ASSIGNMENT. If a line of the data below holds the string "return", copy it.

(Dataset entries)
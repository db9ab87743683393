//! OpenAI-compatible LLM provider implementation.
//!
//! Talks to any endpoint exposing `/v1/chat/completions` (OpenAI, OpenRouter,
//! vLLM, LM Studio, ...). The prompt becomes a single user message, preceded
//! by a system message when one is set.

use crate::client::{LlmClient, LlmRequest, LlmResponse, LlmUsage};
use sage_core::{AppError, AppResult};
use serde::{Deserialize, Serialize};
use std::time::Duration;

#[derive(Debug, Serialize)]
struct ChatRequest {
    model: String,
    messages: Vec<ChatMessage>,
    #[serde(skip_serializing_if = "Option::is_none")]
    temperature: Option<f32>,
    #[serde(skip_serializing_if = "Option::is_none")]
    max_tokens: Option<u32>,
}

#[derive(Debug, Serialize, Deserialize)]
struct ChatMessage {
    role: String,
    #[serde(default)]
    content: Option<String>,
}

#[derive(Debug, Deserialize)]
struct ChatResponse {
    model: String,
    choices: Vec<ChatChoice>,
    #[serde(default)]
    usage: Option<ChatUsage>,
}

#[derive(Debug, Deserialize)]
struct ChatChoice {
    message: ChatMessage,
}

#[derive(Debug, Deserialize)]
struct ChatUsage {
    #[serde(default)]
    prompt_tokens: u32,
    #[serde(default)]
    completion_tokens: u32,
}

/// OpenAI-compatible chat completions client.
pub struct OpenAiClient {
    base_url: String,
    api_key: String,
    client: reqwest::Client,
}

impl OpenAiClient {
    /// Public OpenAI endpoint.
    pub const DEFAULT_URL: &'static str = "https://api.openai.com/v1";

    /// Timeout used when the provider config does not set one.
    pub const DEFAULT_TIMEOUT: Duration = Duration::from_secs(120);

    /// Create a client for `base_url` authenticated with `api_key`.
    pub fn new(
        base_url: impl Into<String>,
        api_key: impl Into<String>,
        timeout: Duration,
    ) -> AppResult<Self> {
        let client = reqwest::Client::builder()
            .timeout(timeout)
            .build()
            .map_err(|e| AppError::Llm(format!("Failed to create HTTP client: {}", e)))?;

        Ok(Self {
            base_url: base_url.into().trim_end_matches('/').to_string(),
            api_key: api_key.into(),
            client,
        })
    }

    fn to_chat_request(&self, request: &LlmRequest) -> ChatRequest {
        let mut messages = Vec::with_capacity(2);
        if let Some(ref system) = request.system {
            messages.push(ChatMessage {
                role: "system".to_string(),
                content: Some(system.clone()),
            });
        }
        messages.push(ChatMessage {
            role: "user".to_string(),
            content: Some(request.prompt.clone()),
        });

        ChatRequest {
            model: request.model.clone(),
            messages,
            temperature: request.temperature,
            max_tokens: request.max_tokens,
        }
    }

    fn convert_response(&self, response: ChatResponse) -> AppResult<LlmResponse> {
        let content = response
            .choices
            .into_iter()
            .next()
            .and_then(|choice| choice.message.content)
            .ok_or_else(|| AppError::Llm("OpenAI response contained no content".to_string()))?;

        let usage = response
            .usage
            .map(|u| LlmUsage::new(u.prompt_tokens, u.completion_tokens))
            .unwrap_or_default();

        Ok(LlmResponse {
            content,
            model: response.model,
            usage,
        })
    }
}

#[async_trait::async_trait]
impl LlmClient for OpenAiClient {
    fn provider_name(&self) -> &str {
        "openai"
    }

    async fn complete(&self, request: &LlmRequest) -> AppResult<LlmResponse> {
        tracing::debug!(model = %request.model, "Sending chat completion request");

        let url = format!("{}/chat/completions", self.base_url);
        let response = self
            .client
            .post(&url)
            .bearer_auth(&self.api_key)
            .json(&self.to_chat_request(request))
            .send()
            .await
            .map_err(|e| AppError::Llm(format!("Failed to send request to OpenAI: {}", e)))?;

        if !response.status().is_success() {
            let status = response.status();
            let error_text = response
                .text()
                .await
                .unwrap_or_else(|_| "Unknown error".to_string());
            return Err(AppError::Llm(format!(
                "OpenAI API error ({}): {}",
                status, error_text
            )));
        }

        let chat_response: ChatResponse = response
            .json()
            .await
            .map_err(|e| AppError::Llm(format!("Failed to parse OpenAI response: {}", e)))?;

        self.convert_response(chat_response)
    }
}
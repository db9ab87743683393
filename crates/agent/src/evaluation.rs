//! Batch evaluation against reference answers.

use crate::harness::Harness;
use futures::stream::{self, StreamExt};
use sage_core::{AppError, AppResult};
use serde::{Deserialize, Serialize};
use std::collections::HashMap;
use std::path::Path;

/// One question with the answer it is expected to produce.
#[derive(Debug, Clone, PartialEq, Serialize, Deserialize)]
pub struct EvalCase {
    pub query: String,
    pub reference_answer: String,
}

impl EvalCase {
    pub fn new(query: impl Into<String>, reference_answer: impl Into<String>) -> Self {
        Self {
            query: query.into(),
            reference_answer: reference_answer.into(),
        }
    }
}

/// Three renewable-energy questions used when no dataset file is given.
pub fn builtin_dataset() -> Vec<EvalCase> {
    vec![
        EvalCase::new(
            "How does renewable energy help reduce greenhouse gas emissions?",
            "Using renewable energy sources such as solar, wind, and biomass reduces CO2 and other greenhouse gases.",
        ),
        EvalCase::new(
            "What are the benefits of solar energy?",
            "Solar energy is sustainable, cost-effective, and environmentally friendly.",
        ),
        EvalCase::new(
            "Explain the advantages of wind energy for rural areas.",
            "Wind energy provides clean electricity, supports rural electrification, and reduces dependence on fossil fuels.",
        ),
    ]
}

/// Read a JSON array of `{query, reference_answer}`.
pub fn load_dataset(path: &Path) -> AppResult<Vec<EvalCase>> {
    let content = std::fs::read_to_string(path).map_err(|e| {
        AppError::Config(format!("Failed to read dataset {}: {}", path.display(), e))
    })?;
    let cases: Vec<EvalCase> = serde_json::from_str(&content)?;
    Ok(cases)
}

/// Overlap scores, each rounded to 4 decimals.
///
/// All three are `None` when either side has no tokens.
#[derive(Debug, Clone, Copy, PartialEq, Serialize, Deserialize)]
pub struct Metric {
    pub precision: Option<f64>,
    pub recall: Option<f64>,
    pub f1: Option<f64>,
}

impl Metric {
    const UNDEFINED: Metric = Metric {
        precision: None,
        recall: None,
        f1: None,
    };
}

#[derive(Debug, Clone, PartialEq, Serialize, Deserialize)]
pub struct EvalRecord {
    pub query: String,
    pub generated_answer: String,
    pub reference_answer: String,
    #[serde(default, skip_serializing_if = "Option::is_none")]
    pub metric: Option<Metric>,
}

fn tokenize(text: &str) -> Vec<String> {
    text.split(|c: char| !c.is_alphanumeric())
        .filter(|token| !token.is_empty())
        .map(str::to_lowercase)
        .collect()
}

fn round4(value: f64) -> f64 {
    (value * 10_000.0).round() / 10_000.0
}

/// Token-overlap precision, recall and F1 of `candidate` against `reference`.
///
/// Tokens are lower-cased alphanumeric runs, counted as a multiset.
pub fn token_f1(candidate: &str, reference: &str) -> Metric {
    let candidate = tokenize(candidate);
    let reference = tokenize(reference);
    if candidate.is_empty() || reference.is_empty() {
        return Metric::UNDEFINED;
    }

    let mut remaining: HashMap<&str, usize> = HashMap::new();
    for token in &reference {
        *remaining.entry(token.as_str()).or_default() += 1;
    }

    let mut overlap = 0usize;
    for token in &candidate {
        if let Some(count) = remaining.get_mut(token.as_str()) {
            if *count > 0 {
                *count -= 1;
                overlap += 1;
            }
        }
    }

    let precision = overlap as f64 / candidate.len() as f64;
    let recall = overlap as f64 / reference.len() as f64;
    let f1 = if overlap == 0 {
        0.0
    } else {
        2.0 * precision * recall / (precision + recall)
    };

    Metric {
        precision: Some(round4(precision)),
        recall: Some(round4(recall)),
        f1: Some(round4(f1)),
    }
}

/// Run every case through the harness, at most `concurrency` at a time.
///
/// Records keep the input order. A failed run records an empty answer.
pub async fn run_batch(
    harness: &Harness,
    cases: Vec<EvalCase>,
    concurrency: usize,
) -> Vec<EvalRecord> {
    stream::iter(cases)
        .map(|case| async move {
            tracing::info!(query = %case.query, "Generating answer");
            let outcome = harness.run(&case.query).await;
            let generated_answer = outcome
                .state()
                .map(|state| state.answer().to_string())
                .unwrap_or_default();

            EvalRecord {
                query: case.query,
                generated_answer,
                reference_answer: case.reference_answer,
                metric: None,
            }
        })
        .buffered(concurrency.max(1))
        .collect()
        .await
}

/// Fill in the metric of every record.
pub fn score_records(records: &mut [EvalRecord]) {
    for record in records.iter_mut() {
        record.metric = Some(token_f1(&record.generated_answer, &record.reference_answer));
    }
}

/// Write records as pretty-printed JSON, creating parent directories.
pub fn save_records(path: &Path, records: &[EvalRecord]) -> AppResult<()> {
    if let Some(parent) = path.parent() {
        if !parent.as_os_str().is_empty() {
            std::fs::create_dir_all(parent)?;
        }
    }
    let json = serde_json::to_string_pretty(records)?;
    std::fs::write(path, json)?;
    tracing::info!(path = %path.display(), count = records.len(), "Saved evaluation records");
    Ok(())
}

TASK ANSWER.
            return Err(AppError::Llm(format!(
        return Metric::UNDEFINED;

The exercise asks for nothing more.